You can hike around Castle Valer to the St. Justina Hermitage. Or, you can pre book a guided tour so that you can see the castle from inside. If you’re short on time, you can just walk to the castle and admire it from outside.
Tavon (Coredo) – The Scenic Small Towns in the Mountains
Cordeo and Tavon are two nearby idyllic village in the Non Valley that are surrounded by mountains. Tavon village has a very nice view of the surrounding mountains.
Near Tavon are two man made lakes – Lake Tavon and Lake Coredo and together they are referred to as Cordeo Lakes.
While you’re here, you should surely check out the spectacular Pineta Hotel, a luxurious spa hotel that is surprisingly affordable. It is on an elevated part of Tavon, so the views from here are spectacular.

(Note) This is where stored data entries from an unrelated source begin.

//! Per-user category visibility overrides.
//!
//! A row exists only once the user has toggled the category; absence means
//! the category's own `defaulttoggle` decides.

use rusqlite::{Connection, OptionalExtension, params};
use serde::Serialize;

use crate::errors::Result;

/// A `category_overrides` row.
#[derive(Clone, Debug, PartialEq, Eq, Serialize)]
pub struct OverrideRow {
    /// Category type id.
    pub typeid: String,
    /// Forced visibility.
    pub active: bool,
}

/// Override repository: stateless, every method takes `&Connection`.
pub struct OverrideRepo;

impl OverrideRepo {
    /// The override for `typeid`, if the user set one.
    pub fn get(conn: &Connection, typeid: &str) -> Result<Option<bool>> {
        let active = conn
            .query_row(
                "SELECT active FROM category_overrides WHERE typeid = ?1",
                params![typeid.to_lowercase()],
                |row| row.get::<_, i64>(0),
            )
            .optional()?;
        Ok(active.map(|a| a != 0))
    }

    /// Upsert the override for `typeid`.
    pub fn set(conn: &Connection, typeid: &str, active: bool) -> Result<()> {
        let _ = conn.execute(
            "INSERT INTO category_overrides (typeid, active) VALUES (?1, ?2)
             ON CONFLICT(typeid) DO UPDATE SET active = excluded.active",
            params![typeid.to_lowercase(), i64::from(active)],
        )?;
        Ok(())
    }

    /// Remove the override. Returns whether one existed.
    pub fn clear(conn: &Connection, typeid: &str) -> Result<bool> {
        let deleted = conn.execute(
            "DELETE FROM category_overrides WHERE typeid = ?1",
            params![typeid.to_lowercase()],
        )?;
        Ok(deleted > 0)
    }

    /// Every override, by type id.
    pub fn all(conn: &Connection) -> Result<Vec<OverrideRow>> {
        let mut stmt =
            conn.prepare("SELECT typeid, active FROM category_overrides ORDER BY typeid")?;
        let rows = stmt
            .query_map([], Self::map_row)?
            .collect::<std::result::Result<Vec<_>, _>>()?;
        Ok(rows)
    }

    fn map_row(row: &rusqlite::Row<'_>) -> rusqlite::Result<OverrideRow> {
        Ok(OverrideRow {
            typeid: row.get(0)?,
            active: row.get::<_, i64>(1)? != 0,
        })
    }
}

// ─────────────────────────────────────────────────────────────────────────────
// Tests
// ─────────────────────────────────────────────────────────────────────────────

#[cfg(test)]
#[allow(unused_results)]
mod tests {
    use super::*;
    use crate::state::StateStore;

    #[test]
    fn absent_until_set() {
        let state = StateStore::in_memory().unwrap();
        assert_eq!(OverrideRepo::get(state.conn(), "a").unwrap(), None);
    }

    #[test]
    fn set_upserts_case_insensitively() {
        let state = StateStore::in_memory().unwrap();
        let conn = state.conn();
        OverrideRepo::set(conn, "A.B", false).unwrap();
        assert_eq!(OverrideRepo::get(conn, "a.b").unwrap(), Some(false));
        OverrideRepo::set(conn, "a.b", true).unwrap();
        assert_eq!(OverrideRepo::get(conn, "a.b").unwrap(), Some(true));
        assert_eq!(OverrideRepo::all(conn).unwrap().len(), 1);
    }

    #[test]
    fn clear_removes() {
        let state = StateStore::in_memory().unwrap();
        let conn = state.conn();
        OverrideRepo::set(conn, "a", false).unwrap();
        assert!(OverrideRepo::clear(conn, "a").unwrap());
        assert!(!OverrideRepo::clear(conn, "a").unwrap());
        assert_eq!(OverrideRepo::get(conn, "a").unwrap(), None);
    }
}
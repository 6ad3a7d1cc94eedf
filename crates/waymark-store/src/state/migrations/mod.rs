//! Schema migration runner for the user state database.
//!
//! Migrations are embedded at compile time via [`include_str!`] and executed
//! in version order, each inside its own transaction. The `schema_version`
//! table records what has been applied; re-running is a no-op.

use rusqlite::Connection;
use tracing::{debug, info};

use crate::errors::{Result, StoreError};

struct Migration {
    version: u32,
    description: &'static str,
    sql: &'static str,
}

const MIGRATIONS: &[Migration] = &[Migration {
    version: 1,
    description: "Category overrides and activation ledger",
    sql: include_str!("v001_state.sql"),
}];

/// Apply every pending migration. Returns how many were applied.
pub fn run_migrations(conn: &Connection) -> Result<u32> {
    ensure_version_table(conn)?;
    let current = current_version(conn)?;
    let mut applied = 0;

    for migration in MIGRATIONS {
        if migration.version <= current {
            debug!(
                version = migration.version,
                description = migration.description,
                "migration already applied, skipping"
            );
            continue;
        }

        info!(
            version = migration.version,
            description = migration.description,
            "applying migration"
        );
        apply_migration(conn, migration)?;
        applied += 1;
    }

    Ok(applied)
}

/// Highest applied migration version, or 0.
pub fn current_version(conn: &Connection) -> Result<u32> {
    conn.query_row(
        "SELECT COALESCE(MAX(version), 0) FROM schema_version",
        [],
        |row| row.get(0),
    )
    .map_err(|e| StoreError::Migration {
        message: format!("failed to read schema_version: {e}"),
    })
}

/// Latest migration version defined in code.
pub fn latest_version() -> u32 {
    MIGRATIONS.last().map_or(0, |m| m.version)
}

fn ensure_version_table(conn: &Connection) -> Result<()> {
    conn.execute_batch(
        "CREATE TABLE IF NOT EXISTS schema_version (
           version     INTEGER PRIMARY KEY,
           applied_at  TEXT    NOT NULL,
           description TEXT
         );",
    )
    .map_err(|e| StoreError::Migration {
        message: format!("failed to create schema_version table: {e}"),
    })
}

fn apply_migration(conn: &Connection, migration: &Migration) -> Result<()> {
    let fail = |stage: &str, e: rusqlite::Error| StoreError::Migration {
        message: format!("v{} ({}) {stage}: {e}", migration.version, migration.description),
    };

    let tx = conn
        .unchecked_transaction()
        .map_err(|e| fail("begin", e))?;
    tx.execute_batch(migration.sql).map_err(|e| fail("apply", e))?;
    let _ = tx
        .execute(
            "INSERT INTO schema_version (version, applied_at, description) VALUES (?1, datetime('now'), ?2)",
            rusqlite::params![migration.version, migration.description],
        )
        .map_err(|e| fail("record", e))?;
    tx.commit().map_err(|e| fail("commit", e))
}

// ─────────────────────────────────────────────────────────────────────────────
// Tests
// ─────────────────────────────────────────────────────────────────────────────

To make the most of Coredo and Tavon, you should stay in Pineta Hotel for at least one night. This way you can head out for the hike across Sfruz, Smarano, Tavon and Coredo villages and see Lake Tavon and Lake Coredo. Moreover, Pineta Hotel is the perfect spot for you to enjoy a sunset here with these adorable Alpacas. Look at these cuties! San and I thought these were Llamas.
While you’re here, make sure you try Pineta Restaurant – “Alla Pineta”, it is even older than the hotel itself and is legendary. Chef Bruno is the eldest son of the family that owns Pineta Hotel and he runs the restaurant with his wife Bianca. If you’re confused about what to eat, the staff will explain and help. I recommend you to try one of their multi course dinners.

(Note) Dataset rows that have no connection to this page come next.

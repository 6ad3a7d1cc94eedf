//! Dotted category type ids.
//!
//! A category's type id is its full path from the root joined with `.`:
//! `tekkit.hp.core` is the child `core` of `tekkit.hp`. Type ids are
//! case-insensitive and stored lower-cased.

/// Normalize a raw type id: trim, lower-case, and reject empty segments.
pub fn normalize(raw: &str) -> Option<String> {
    let lowered = raw.trim().to_lowercase();
    if lowered.is_empty() || lowered.split('.').any(str::is_empty) {
        return None;
    }
    Some(lowered)
}

/// Parent portion of a type id (everything before the last `.`).
pub fn parent(typeid: &str) -> Option<&str> {
    typeid.rfind('.').map(|idx| &typeid[..idx])
}

/// Last segment of a type id.
pub fn leaf(typeid: &str) -> &str {
    typeid.rfind('.').map_or(typeid, |idx| &typeid[idx + 1..])
}

/// Child type id of `parent` named `name`.
pub fn join(parent: Option<&str>, name: &str) -> String {
    match parent {
        Some(p) => format!("{p}.{name}"),
        None => name.to_owned(),
    }
}

/// Every ancestor of `typeid`, nearest first, excluding itself.
pub fn ancestors(typeid: &str) -> impl Iterator<Item = &str> {
    std::iter::successors(parent(typeid), |t| parent(*t))
}

// ─────────────────────────────────────────────────────────────────────────────
// Tests
// ─────────────────────────────────────────────────────────────────────────────

#[cfg(test)]
mod tests {
    use super::*;

    #[test]
    fn normalize_lowercases_and_validates() {
        assert_eq!(normalize(" Tekkit.HP ").as_deref(), Some("tekkit.hp"));
        assert_eq!(normalize(""), None);
        assert_eq!(normalize("a..b"), None);
        assert_eq!(normalize(".a"), None);
        assert_eq!(normalize("a."), None);
    }

    #[test]
    fn parent_and_leaf() {
        assert_eq!(parent("a.b.c"), Some("a.b"));
        assert_eq!(parent("a"), None);
        assert_eq!(leaf("a.b.c"), "c");
        assert_eq!(leaf("a"), "a");
    }

    #[test]
    fn join_builds_children() {
        assert_eq!(join(None, "a"), "a");
        assert_eq!(join(Some("a.b"), "c"), "a.b.c");
    }

    #[test]
    fn ancestors_nearest_first() {
        let all: Vec<_> = ancestors("a.b.c").collect();
        assert_eq!(all, vec!["a.b", "a"]);
        assert_eq!(ancestors("root").count(), 0);
    }

    mod prop {
        use super::*;
        use proptest::prelude::*;

        fn segment() -> impl Strategy<Value = String> {
            "[a-z0-9_]{1,6}"
        }

        proptest! {
            #[test]
            fn join_then_split_is_identity(
                segments in proptest::collection::vec(segment(), 1..6),
            ) {
                let mut typeid: Option<String> = None;
                for s in &segments {
                    typeid = Some(join(typeid.as_deref(), s));
                }
                let typeid = typeid.unwrap();

                let normalized = normalize(&typeid);
                prop_assert_eq!(normalized.as_deref(), Some(typeid.as_str()));
                prop_assert_eq!(leaf(&typeid), segments.last().unwrap().as_str());
                prop_assert_eq!(ancestors(&typeid).count(), segments.len() - 1);
                if let Some(p) = parent(&typeid) {
                    prop_assert_eq!(join(Some(p), leaf(&typeid)), typeid.clone());
                }
            }

            #[test]
            fn normalize_is_idempotent(raw in "[A-Za-z.]{0,12}") {
                if let Some(once) = normalize(&raw) {
                    prop_assert_eq!(normalize(&once), Some(once.clone()));
                }
            }
        }
    }
}
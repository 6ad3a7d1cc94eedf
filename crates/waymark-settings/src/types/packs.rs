use serde::{Deserialize, Serialize};

/// Pack locations.
#[derive(Clone, Debug, Serialize, Deserialize)]
#[serde(rename_all = "camelCase", default)]
pub struct PackSettings {
    /// Directory holding imported pack databases (`<name>.db`).
    pub data_dir: String,
    /// Explicit pack database paths loaded in addition to `data_dir`.
    pub paths: Vec<String>,
}

impl Default for PackSettings {
    fn default() -> Self {
        Self {
            data_dir: "~/.waymark/packs".to_string(),
            paths: Vec::new(),
        }
    }
}

/// User-local state database.
#[derive(Clone, Debug, Serialize, Deserialize)]
#[serde(rename_all = "camelCase", default)]
pub struct StateSettings {
    /// Path of the overrides and activation ledger database.
    pub db_path: String,
}

impl Default for StateSettings {
    fn default() -> Self {
        Self {
            db_path: "~/.waymark/state.db".to_string(),
        }
    }
}

/// Log output.
#[derive(Clone, Debug, Serialize, Deserialize)]
#[serde(rename_all = "camelCase", default)]
pub struct LoggingSettings {
    /// `EnvFilter` directive used when `RUST_LOG` is unset.
    pub level: String,
}

impl Default for LoggingSettings {
    fn default() -> Self {
        Self {
            level: "warn".to_string(),
        }
    }
}
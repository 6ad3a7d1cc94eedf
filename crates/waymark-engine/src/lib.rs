//! # waymark-engine
//!
//! Keeps a live render index in step with imported marker packs.
//!
//! - **Visibility**: [`ActiveResolver`], overrides over `defaulttoggle`,
//!   inherited through ancestors
//! - **Sync**: [`SyncEngine`] with cooperative, checkpointable
//!   [`ReloadTask`]s (full on map change, incremental on toggles)
//! - **Triggers**: [`TriggerEngine`], proximity consumption of GUID markers
//!   into the activation ledger or the session set
//! - **Collaborators**: [`RenderSink`] / [`RenderCollections`] and
//!   [`TelemetrySource`] / [`StaticTelemetry`]
//! - **Throttle**: [`RequestThrottle`], fixed-window backpressure for
//!   external fetches

#![deny(unsafe_code)]

pub mod effective;
pub mod errors;
pub mod proximity;
pub mod render;
pub mod resolver;
pub mod segments;
pub mod sync;
pub mod telemetry;
pub mod throttle;
pub mod trigger;

pub use errors::{EngineError, Result};
pub use render::{Layer, Polyline, RenderCollections, RenderSink, Sprite};
pub use resolver::ActiveResolver;
pub use segments::split_segments;
pub use sync::{
    ReloadCheckpoint, ReloadKind, ReloadPhase, ReloadTask, SyncConfig, SyncEngine,
    TriggerCandidate,
};
pub use telemetry::{StaticTelemetry, TelemetrySnapshot, TelemetrySource};
pub use throttle::RequestThrottle;
pub use trigger::{TriggerEngine, ledger_scope};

Flavon – Old Town Surrounded by Apple Trees
While Val di Non’s main town Cles is beautiful, I’d suggest you book a place to sleep in Flavon. Flavon is not as busy as Cles and has its own quaint charm, which you can only find in smaller villages. Moreover, the hotels in Cles are expensive but not so in Flavon.
We stayed in a lovely family run inn called Agritur Residenza De Poda, which was in the middle of Flavon. Everything inside was wooden, even the decoration was wood carved. This place is also called Antica Residenza de Poda and true to its name is an antique residence.

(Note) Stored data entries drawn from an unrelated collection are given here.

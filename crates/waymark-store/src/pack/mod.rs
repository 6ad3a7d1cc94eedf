//! Per-pack `SQLite` store.
//!
//! One [`PackStore`] owns one connection to one marker pack database. The
//! schema is fixed (`markerpack.version = 1`); a fresh file is initialized on
//! open, an existing file with any other version is rejected.
//!
//! The store's surface is split across submodules by entity:
//! [`category`], [`entity`] (markers and trails), [`props`], [`datafile`],
//! and [`integrity`].

pub mod category;
pub mod datafile;
pub mod entity;
pub mod integrity;
pub mod props;

use std::path::{Path, PathBuf};

use rusqlite::{Connection, OptionalExtension};
use serde::Serialize;
use tracing::{debug, info, instrument};

use crate::errors::{Result, StoreError};

pub use category::CategoryRow;
pub use datafile::normalize_path;
pub use entity::{MarkerRow, TrailRow};
pub use integrity::{OrphanKind, OrphanRow};
pub use props::PropOwner;

const PACK_SCHEMA: &str = include_str!("schema.sql");

const PRAGMAS: &str = "PRAGMA journal_mode = WAL;
                       PRAGMA foreign_keys = ON;";

/// The only supported `markerpack.version`.
pub const PACK_VERSION: i64 = 1;

/// Row counts of a pack.
#[derive(Clone, Copy, Debug, Default, PartialEq, Eq, Serialize)]
pub struct PackStats {
    /// Number of categories.
    pub categories: u64,
    /// Number of markers.
    pub markers: u64,
    /// Number of trails.
    pub trails: u64,
    /// Number of stored data files.
    pub data_files: u64,
}

/// A single marker pack database.
pub struct PackStore {
    conn: Connection,
    name: String,
    path: Option<PathBuf>,
    bulk: bool,
}

impl std::fmt::Debug for PackStore {
    fn fmt(&self, f: &mut std::fmt::Formatter<'_>) -> std::fmt::Result {
        f.debug_struct("PackStore")
            .field("name", &self.name)
            .field("path", &self.path)
            .field("bulk", &self.bulk)
            .finish_non_exhaustive()
    }
}

impl PackStore {
    /// Open a pack, initializing the schema if the file is new.
    ///
    /// The pack name is the file stem.
    #[instrument(skip_all, fields(path = %path.display()))]
    pub fn open_or_create(path: &Path) -> Result<Self> {
        Self::open_file(path, true)
    }

    /// Open an existing pack. A file without the pack schema is rejected.
    #[instrument(skip_all, fields(path = %path.display()))]
    pub fn open_existing(path: &Path) -> Result<Self> {
        Self::open_file(path, false)
    }

    /// A fresh in-memory pack named `name`.
    pub fn in_memory(name: &str) -> Result<Self> {
        let conn = Connection::open_in_memory()?;
        conn.execute_batch(PRAGMAS)?;
        init_schema(&conn)?;
        Ok(Self {
            conn,
            name: name.to_owned(),
            path: None,
            bulk: false,
        })
    }

    fn open_file(path: &Path, create: bool) -> Result<Self> {
        if create {
            if let Some(parent) = path.parent().filter(|p| !p.as_os_str().is_empty()) {
                std::fs::create_dir_all(parent)?;
            }
        } else if !path.exists() {
            return Err(StoreError::SchemaVersion {
                path: path.display().to_string(),
                found: None,
            });
        }

        let conn = Connection::open(path)?;
        conn.execute_batch(PRAGMAS)?;

        let has_schema: bool = conn.query_row(
            "SELECT EXISTS(SELECT 1 FROM sqlite_master WHERE type = 'table' AND name = 'markerpack')",
            [],
            |row| row.get(0),
        )?;

        if has_schema {
            let found: Option<i64> = conn
                .query_row("SELECT version FROM markerpack LIMIT 1", [], |row| row.get(0))
                .optional()?
                .flatten();
            if found != Some(PACK_VERSION) {
                return Err(StoreError::SchemaVersion {
                    path: path.display().to_string(),
                    found,
                });
            }
            debug!("existing pack schema verified");
        } else if create {
            init_schema(&conn)?;
            info!("initialized new pack");
        } else {
            return Err(StoreError::SchemaVersion {
                path: path.display().to_string(),
                found: None,
            });
        }

        let name = path
            .file_stem()
            .map_or_else(|| "pack".to_string(), |s| s.to_string_lossy().into_owned());

        Ok(Self {
            conn,
            name,
            path: Some(path.to_owned()),
            bulk: false,
        })
    }

    /// Name the pack was loaded under.
    pub fn name(&self) -> &str {
        &self.name
    }

    /// Database path, `None` for in-memory packs.
    pub fn path(&self) -> Option<&Path> {
        self.path.as_deref()
    }

    /// Raw connection, for inspection in tests and tools.
    pub fn conn(&self) -> &Connection {
        &self.conn
    }

    // ── Bulk import ─────────────────────────────────────────────────

    /// Disable foreign key enforcement and open an explicit transaction.
    ///
    /// Everything written until [`commit_bulk`](Self::commit_bulk) or
    /// [`rollback_bulk`](Self::rollback_bulk) lands in one transaction.
    pub fn begin_bulk(&mut self) -> Result<()> {
        if self.bulk {
            return Err(StoreError::InvalidOperation(
                "bulk transaction already open".into(),
            ));
        }
        // foreign_keys cannot change inside a transaction, so it goes first
        self.conn.execute_batch("PRAGMA foreign_keys = OFF; BEGIN;")?;
        self.bulk = true;
        debug!(pack = %self.name, "bulk transaction started");
        Ok(())
    }

    /// Commit the bulk transaction and re-enable foreign keys.
    pub fn commit_bulk(&mut self) -> Result<()> {
        if !self.bulk {
            return Err(StoreError::InvalidOperation(
                "no bulk transaction to commit".into(),
            ));
        }
        self.conn.execute_batch("COMMIT; PRAGMA foreign_keys = ON;")?;
        self.bulk = false;
        debug!(pack = %self.name, "bulk transaction committed");
        Ok(())
    }

    /// Roll back the bulk transaction and re-enable foreign keys.
    pub fn rollback_bulk(&mut self) -> Result<()> {
        if !self.bulk {
            return Err(StoreError::InvalidOperation(
                "no bulk transaction to roll back".into(),
            ));
        }
        self.conn.execute_batch("ROLLBACK; PRAGMA foreign_keys = ON;")?;
        self.bulk = false;
        debug!(pack = %self.name, "bulk transaction rolled back");
        Ok(())
    }

    /// Whether a bulk transaction is open.
    pub fn in_bulk(&self) -> bool {
        self.bulk
    }

    /// Run `f` atomically. Inside a bulk transaction the writes simply join
    /// it; otherwise they get their own.
    pub(crate) fn atomically<T>(&self, f: impl FnOnce(&Connection) -> Result<T>) -> Result<T> {
        if self.bulk {
            return f(&self.conn);
        }
        let tx = self.conn.unchecked_transaction()?;
        let out = f(&*tx)?;
        tx.commit()?;
        Ok(out)
    }

    /// Row counts.
    pub fn stats(&self) -> Result<PackStats> {
        let count = |table: &str| -> Result<u64> {
            let n: i64 = self
                .conn
                .query_row(&format!("SELECT COUNT(*) FROM {table}"), [], |row| row.get(0))?;
            Ok(n.unsigned_abs())
        };
        Ok(PackStats {
            categories: count("categories")?,
            markers: count("markers")?,
            trails: count("trails")?,
            data_files: count("datafiles")?,
        })
    }
}

fn init_schema(conn: &Connection) -> Result<()> {
    let tx = conn.unchecked_transaction()?;
    tx.execute_batch(PACK_SCHEMA)?;
    tx.commit()?;
    Ok(())
}

// ─────────────────────────────────────────────────────────────────────────────
// Tests
// ─────────────────────────────────────────────────────────────────────────────

#[cfg(test)]
#[allow(unused_results)]
mod tests {
    use super::*;
    use assert_matches::assert_matches;

    #[test]
    fn in_memory_pack_has_version_one() {
        let pack = PackStore::in_memory("test").unwrap();
        let v: i64 = pack
            .conn()
            .query_row("SELECT version FROM markerpack", [], |r| r.get(0))
            .unwrap();
        assert_eq!(v, 1);
        assert_eq!(pack.name(), "test");
        assert!(pack.path().is_none());
    }

    #[test]
    fn open_or_create_initializes_then_reopens() {
        let dir = tempfile::tempdir().unwrap();
        let path = dir.path().join("packs").join("tekkit.db");
        {
            let pack = PackStore::open_or_create(&path).unwrap();
            pack.category("a.b", true).unwrap();
            assert_eq!(pack.name(), "tekkit");
        }
        let pack = PackStore::open_existing(&path).unwrap();
        assert_eq!(pack.stats().unwrap().categories, 2);
    }

    #[test]
    fn wrong_version_is_rejected() {
        let dir = tempfile::tempdir().unwrap();
        let path = dir.path().join("old.db");
        {
            let conn = Connection::open(&path).unwrap();
            conn.execute_batch("CREATE TABLE markerpack (version INTEGER); INSERT INTO markerpack VALUES (2);")
                .unwrap();
        }
        let err = PackStore::open_or_create(&path).unwrap_err();
        assert_matches!(err, StoreError::SchemaVersion { found: Some(2), .. });
    }

    #[test]
    fn missing_version_row_is_rejected() {
        let dir = tempfile::tempdir().unwrap();
        let path = dir.path().join("empty.db");
        {
            let conn = Connection::open(&path).unwrap();
            conn.execute_batch("CREATE TABLE markerpack (version INTEGER);").unwrap();
        }
        let err = PackStore::open_or_create(&path).unwrap_err();
        assert_matches!(err, StoreError::SchemaVersion { found: None, .. });
    }

    #[test]
    fn open_existing_never_creates() {
        let dir = tempfile::tempdir().unwrap();
        let path = dir.path().join("absent.db");
        assert_matches!(
            PackStore::open_existing(&path),
            Err(StoreError::SchemaVersion { found: None, .. })
        );
        assert!(!path.exists());
    }

    #[test]
    fn bulk_commit_persists_and_restores_foreign_keys() {
        let mut pack = PackStore::in_memory("bulk").unwrap();
        pack.begin_bulk().unwrap();
        assert!(pack.in_bulk());
        // orphan accepted while enforcement is off
        pack.new_marker("nowhere", 1).unwrap();
        pack.commit_bulk().unwrap();

        let fk: i64 = pack
            .conn()
            .query_row("PRAGMA foreign_keys", [], |r| r.get(0))
            .unwrap();
        assert_eq!(fk, 1);
        assert_eq!(pack.stats().unwrap().markers, 1);
    }

    #[test]
    fn bulk_rollback_discards_writes() {
        let mut pack = PackStore::in_memory("bulk").unwrap();
        pack.begin_bulk().unwrap();
        pack.category("a", true).unwrap();
        pack.rollback_bulk().unwrap();
        assert_eq!(pack.stats().unwrap(), PackStats::default());
    }

    #[test]
    fn bulk_misuse_is_rejected() {
        let mut pack = PackStore::in_memory("bulk").unwrap();
        assert_matches!(pack.commit_bulk(), Err(StoreError::InvalidOperation(_)));
        pack.begin_bulk().unwrap();
        assert_matches!(pack.begin_bulk(), Err(StoreError::InvalidOperation(_)));
        pack.rollback_bulk().unwrap();
    }
}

Flavon is a very peaceful town in lower Val di Non and apple orchards on all the sides surround it. We also saw several cherry blossoms while we were here.
While you’re in Flavon, you should check out the Church of Saint John the Baptist. You should also eat the legendary pizzas of Ristorante Pizzeria Centrale. This is where I had the best pizza of my life.
Where to Stay in Val di Non – Best Hotels
For a place to sleep in Val di Non, I will give you two options – the first is where we stayed – Agritur Residenza De Poda and the second is the one that we visited – Pineta Naturamente Hotels in Tavon, Cordeo.
Agritur Residenza De Poda, Flavon
Agritur Residenza De Poda is also called antique residence, which is a family run inn in the middle of Flavon. It is colorful from the outside but as you go inside, you will notice how everything is wooden, even the decoration!
Our room was very clean, airy and spacious with all amenities. The wifi worked very well. The hotel actually is a charming old farm house that has been renovated and converted into a hotel. Antique household things are displayed at different corners and on the staircase too.
The breakfast at Agritur de Poda was pretty good but it is worth noting that the restaurant is in the hotel is not open for dinner. However there is a Ristorante Pizzeria Centrale that’s nearby and is open till 10 pm. The hostel in Agritur de Poda was very helpful and delightful to talk to.
Pineta Naturamente Hotels, Tavon
Pineta Naturamente Hotels is a spa resort that is quite affordable for what it offers. It is built on an elevated part of Tavon and as a result the views are really good.
Not only is Pineta Hotel extremely gorgeous, it also has a really good in house restaurant. This is the same hotel that we mentioned in our point about Tavon. This is where we saw Alpacas – the sama picture that you see as the cover image for this article.
Disclosure: San and I were invited to Trentino by Visit Trentino team but all silliness and thoughts expressed in this article are totally our own.